31/05/2015

Doomwatch Invasion



Well there’s a right to-do down village when two lads go missing in caves and don’t turn up for more than 36 hours. Question is did they exit their subterranean adventure via Headley Grange, a big old house full of secrets? Well what do you think? The cool thing about this episode is the way it plays with television sci-fi imagery but in a more down to earth manner. Tweak some details here and there and it could be one of those kids serials ITV used to make or even a standard Seventies Doctor Who. Well John Paul only needs the cloak..

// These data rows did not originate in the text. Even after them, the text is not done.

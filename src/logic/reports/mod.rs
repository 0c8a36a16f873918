//! Reports Module
//!
//! - `types`: ReportRecord, WaterLevel, NLP annotations, ReportQuery
//! - `store`: ReportStore capability (count / find / insert)
//! - `counter`: recent nearby report counting

pub mod types;
pub mod store;
pub mod counter;

pub use types::{NewReport, NlpAnalysis, ReportQuery, ReportRecord, Sentiment, WaterLevel};
pub use store::{ReportStore, StoreError};
pub use counter::ReportCounter;
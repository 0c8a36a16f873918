//! Data models

pub mod report;
pub mod alert;
pub mod risk;
pub mod dashboard;

pub use report::*;
pub use alert::*;
pub use risk::*;
pub use dashboard::*;
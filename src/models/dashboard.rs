//! Dashboard DTOs

use std::collections::BTreeMap;

use chrono::{DateTime, Duration, Utc};
use serde::{Deserialize, Serialize};
use uuid::Uuid;

use crate::logic::reports::ReportRecord;
use crate::logic::risk::{AssessmentSource, RiskLevel};

/// Default look-back when no range is given
pub const DEFAULT_WINDOW_HOURS: i64 = 48;

/// Max map points per response
pub const MAX_MAP_POINTS: i64 = 50;

#[derive(Debug, Deserialize, Default)]
pub struct DashboardQuery {
    pub start_time: Option<DateTime<Utc>>,
    pub end_time: Option<DateTime<Utc>>,
}

impl DashboardQuery {
    /// Missing end = now; missing start = end - 48h (clamped to the earliest time)
    pub fn resolve(&self, now: DateTime<Utc>) -> (DateTime<Utc>, DateTime<Utc>) {
        let end = self.end_time.unwrap_or(now);
        let start = self.start_time.unwrap_or_else(|| {
            end.checked_sub_signed(Duration::hours(DEFAULT_WINDOW_HOURS))
                .unwrap_or(DateTime::<Utc>::MIN_UTC)
        });
        (start, end)
    }
}

#[derive(Debug, Serialize, Deserialize)]
pub struct MapPoint {
    pub id: Uuid,
    pub latitude: f64,
    pub longitude: f64,
    pub risk_level: RiskLevel,
    pub source: AssessmentSource,
    pub details: String,
}

impl From<ReportRecord> for MapPoint {
    fn from(report: ReportRecord) -> Self {
        Self {
            id: report.id,
            latitude: report.latitude,
            longitude: report.longitude,
            risk_level: report.water_level.map_or(RiskLevel::Low, |w| w.risk_level()),
            source: AssessmentSource::UserReport,
            details: report.description,
        }
    }
}

#[derive(Debug, Serialize, Deserialize)]
pub struct DashboardResponse {
    pub map_points: Vec<MapPoint>,
    /// Map point count per risk level
    pub charts_data: BTreeMap<String, u32>,
}

impl DashboardResponse {
    pub fn from_reports(reports: Vec<ReportRecord>) -> Self {
        let map_points: Vec<MapPoint> = reports.into_iter().map(MapPoint::from).collect();

        let mut charts_data = BTreeMap::new();
        for point in &map_points {
            *charts_data.entry(point.risk_level.to_string()).or_insert(0) += 1;
        }

        Self { map_points, charts_data }
    }
}

#[derive(Debug, Deserialize)]
pub struct NearbyQuery {
    pub lat: f64,
    pub lon: f64,
}

#[derive(Debug, Serialize, Deserialize)]
pub struct NearbyResponse {
    pub latitude: f64,
    pub longitude: f64,
    pub count: u32,
    pub threshold_assessment: RiskLevel,
    pub window_hours: i64,
    pub radius_km: f64,
}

So in a way everything is as we might expect. The two missing villagers were helping Ridge and Hardcastle take samples of the local water which had shown high nitrate content. You may well ask if such a discovery had been made already why the need for more samples but we’ll let that one go. Once it becomes clear they are missing and standard searches have come up with nowt, as the very loud local copper might yell, suspicion falls on the big pile near by. This is a house surrounded by imposing Keep Out signs and soldiers carrying traditional shotguns so naturally Ridge breaks in and is nearly shot. The place is run by another Reginald Perrin alumnus Geoffrey Palmer sporting a distinctly odd looking moustache. Perhaps that’s the top secret operation that used to go on here; strange facial hair for the troops?
The village meanwhile is awash with rumours of silver figures lurking in the grounds of the Grange which we can guess fairly accurately are not going to be Cybermen. However the lads’ relatives seem unconcerned. “Ooh, sometimes they go missing for years” one of them almost says. It’s the sort of country idyll where the folk are happy to sup beer and leave things to chance.
Martin Worth’s story doesn’t really hold too many surprises; when the missing couple show up you know full well they’ll be carrying some horrendous infection because by now we’ve learned the place used to be a centre for germ warfare experiments. This revelation brings Quist along and before you know it he’s calling meetings and evacuating the place.
There’s probably more drama to be had from the scenario than plays out on screen; for example the locals are narky about moving but hardly terrified when told they might all otherwise die. “By’ eck he don’t half go on” you expect someone to pipe up when a sombre faced Quist is addressing them.  I’d say the episode would play better if the missing duo turned up sooner and we see a bit more of a gradual spreading both of fear and infection. Mind you the downbeat ending has a chilling quality as the village is cleared of its inhabitants for what will probably be a long time.
The folks over at Doctor Who would certainly have been jealous of the large number of troops and vehicles mobilised for the final sequence, an impressive display that gives the climax a punch that the rest of the episode lacks.